Starting with the line containing "and history document" and going on through the line containing "based on platform", return the lines of the data below exactly, and only those.

DATA PROVIDED:
----------------------------------------
//! Path management for autobackup
//!
//! Resolves where the engine keeps its settings document, the default backup
//! directory, the key-value store and the application state file.
//!
//! ## Path Resolution Order
//!
//! 1. `AUTOBACKUP_DATA_DIR` environment variable (if set)
//! 2. The platform data directory from [`directories::ProjectDirs`]
//!    (`~/.local/share/autobackup`, `~/Library/Application Support/autobackup`,
//!    `%APPDATA%\autobackup\data`)

use std::path::PathBuf;

use directories::ProjectDirs;

use crate::error::BackupError;

/// Directory name used for file-backed backups when no override is configured
pub const DEFAULT_BACKUP_DIR_NAME: &str = "AutoBackups";

/// Manages all paths used by autobackup
#[derive(Debug, Clone)]
pub struct BackupPaths {
    /// Application data directory
    base_dir: PathBuf,
}

impl BackupPaths {
    /// Create a new BackupPaths instance
    ///
    /// # Errors
    ///
    /// Returns an error if no platform data directory can be determined.
    pub fn new() -> Result<Self, BackupError> {
        let base_dir = if let Ok(custom) = std::env::var("AUTOBACKUP_DATA_DIR") {
            PathBuf::from(custom)
        } else {
            resolve_default_path()?
        };

        Ok(Self { base_dir })
    }

    /// Create BackupPaths with a custom base directory (useful for testing)
    pub fn with_base_dir(base_dir: PathBuf) -> Self {
        Self { base_dir }
    }

    /// Get the application data directory
    pub fn base_dir(&self) -> &PathBuf {
        &self.base_dir
    }

    /// Get the default backup directory (`<app-data-dir>/AutoBackups`)
    pub fn default_backup_dir(&self) -> PathBuf {
        self.base_dir.join(DEFAULT_BACKUP_DIR_NAME)
    }

    /// Resolve the backup directory, honoring a non-empty override
    pub fn backup_dir(&self, override_path: Option<&str>) -> PathBuf {
        match override_path.map(str::trim) {
            Some(path) if !path.is_empty() => PathBuf::from(path),
            _ => self.default_backup_dir(),
        }
    }

    /// Get the path to the persisted settings and history document
    pub fn settings_file(&self) -> PathBuf {
        self.base_dir.join("autobackup.json")
    }

    /// Get the path to the embedded key-value store document
    pub fn kv_store_file(&self) -> PathBuf {
        self.base_dir.join("autobackup-kv.json")
    }

    /// Get the path to the application state file the CLI backs up
    pub fn app_state_file(&self) -> PathBuf {
        self.base_dir.join("state.json")
    }

    /// Ensure the application data directory exists
    pub fn ensure_directories(&self) -> Result<(), BackupError> {
        std::fs::create_dir_all(&self.base_dir)
            .map_err(|e| BackupError::Io(format!("Failed to create data directory: {}", e)))
    }
}

/// Resolve the default data directory path based on platform
fn resolve_default_path() -> Result<PathBuf, BackupError> {
    ProjectDirs::from("", "", "autobackup")
        .map(|dirs| dirs.data_dir().to_path_buf())
        .ok_or_else(|| BackupError::Config("Could not determine a data directory".into()))
}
----------------------------------------
FINISHED EXERCISE:
    /// Get the path to the persisted settings and history document
    pub fn settings_file(&self) -> PathBuf {
        self.base_dir.join("autobackup.json")
    }

    /// Get the path to the embedded key-value store document
    pub fn kv_store_file(&self) -> PathBuf {
        self.base_dir.join("autobackup-kv.json")
    }

    /// Get the path to the application state file the CLI backs up
    pub fn app_state_file(&self) -> PathBuf {
        self.base_dir.join("state.json")
    }

    /// Ensure the application data directory exists
    pub fn ensure_directories(&self) -> Result<(), BackupError> {
        std::fs::create_dir_all(&self.base_dir)
            .map_err(|e| BackupError::Io(format!("Failed to create data directory: {}", e)))
    }
}

/// Resolve the default data directory path based on platform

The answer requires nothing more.